Testing

Testing is a vitally important part of writing code that is meant to withstand the test of time. Tests serve two primary purposes:

They prevent regressions, making it easier to iterate on code with confidence that you have not broken the behaviour for consumers.
They serve as a more thorough form of documentation for technically experienced users, detailing edge cases and expected behaviour that may not be obvious from the API or documentation in prose.

Core principles

Test the interface, not the implementation

Unless required by a limitation of the test framework, you should never have to change your code exclusively for testing. Decide what parts of your API should be private, and maintain this restriction in your tests. If you depend on external functions in the code under test, consider mocking out those dependencies or, at a minimum, avoid testing them directly. This is an important part of our principle of considering API over implementation.

Note that the meaning and size of “the interface” will depend greatly on the type of test, but that this rule applies regardless. When running unit tests, the interface is mostly comprised of functions. When running e2e tests, the interface includes things like the URL structure and user interface events.

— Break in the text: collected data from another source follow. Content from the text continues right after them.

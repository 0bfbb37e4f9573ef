//! Configuration file discovery and loading.

use crate::config::schema::{ConfigOverrides, SetupConfig};
use crate::error::{Result, SetupError};
use std::fs;
use std::path::{Path, PathBuf};

/// Directory holding Memorai settings, both per-project and per-user.
pub const CONFIG_DIR: &str = ".memorai";

/// File name of the setup settings.
pub const CONFIG_FILE: &str = "setup.yml";

/// Find the settings file to use.
///
/// An explicit path must exist. Otherwise the project file
/// (`<project>/.memorai/setup.yml`) wins over the user file
/// (`~/.memorai/setup.yml`); `None` means defaults only.
pub fn discover(explicit: Option<&Path>, project_root: &Path) -> Result<Option<PathBuf>> {
    if let Some(path) = explicit {
        if path.is_file() {
            return Ok(Some(path.to_path_buf()));
        }
        return Err(SetupError::ConfigNotFound {
            path: path.to_path_buf(),
        });
    }

    let project = project_root.join(CONFIG_DIR).join(CONFIG_FILE);
    if project.is_file() {
        return Ok(Some(project));
    }

    Ok(find_user_global())
}

fn find_user_global() -> Option<PathBuf> {
    let path = dirs::home_dir()?.join(CONFIG_DIR).join(CONFIG_FILE);
    if path.is_file() {
        Some(path)
    } else {
        None
    }
}

/// Parse a settings file.
pub fn load_file(path: &Path) -> Result<SetupConfig> {
    let content = fs::read_to_string(path)?;
    if content.trim().is_empty() {
        return Ok(SetupConfig::default());
    }
    serde_yaml::from_str(&content).map_err(|e| SetupError::ConfigParseError {
        path: path.to_path_buf(),
        message: e.to_string(),
    })
}

/// Resolve the effective configuration: defaults, then file, then overrides.
pub fn load_config(
    explicit: Option<&Path>,
    project_root: &Path,
    overrides: &ConfigOverrides,
) -> Result<SetupConfig> {
    let mut config = match discover(explicit, project_root)? {
        Some(path) => {
            tracing::debug!("Loading settings from {}", path.display());
            load_file(&path)?
        }
        None => SetupConfig::default(),
    };
    config.apply(overrides);
    Ok(config)
}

Your tests should mirror how a consumer would actually use your code; they do not care or have access to the inner workings, and so neither should your tests.

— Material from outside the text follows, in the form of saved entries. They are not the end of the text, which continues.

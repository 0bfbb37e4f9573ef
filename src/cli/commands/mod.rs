//! CLI command implementations.
//!
//! Each command implements the [`Command`] trait, which provides a uniform
//! interface for executing commands and reporting results. Commands that
//! spawn processes also expose `execute_with`, taking the
//! [`CommandRunner`](crate::shell::CommandRunner) to use.

pub mod check;
pub mod completions;
pub mod dispatcher;
pub mod probe;
pub mod run;

pub use dispatcher::{Command, CommandDispatcher, CommandResult};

Below are some specific applications of this principle:

Do not rely excessively on dependency injection. Dependency injection might make tests easier to write, but they typically work by moving around the test complexity, not eliminating it. If you find that you are extracting parts of the logic exclusively to be able to provide mocked versions for test, you are probably not prioritizing the public API. Use dependency injection only for APIs on which a user will need to provide alternate behaviour in some cases.
Do not over-mock. Mocking can be a useful tool for short-circuiting potentially expensive function calls or for more easily simulating a particular environment. However, overuse of mocks reduces the degree to which the tests represent the running system, and can indicate a design that has been excessively broken up solely for the purposes of being able to inject mocks into various points of the operation.
Do not rely on test IDs of any kind. See the test IDs section below for alternative to test IDs, and read additional rationale for this decision in its decision record.

Setup, perform, assert

All tests should follow a common pattern. First, do any necessary setup work (for example, instantiating an object, or mocking a dependency to return a particular value). Then, perform the action you are testing (for example, triggering a method). Finally, assert on the result, either on the value received from performing the action, or on the side effects that are expected as part of it.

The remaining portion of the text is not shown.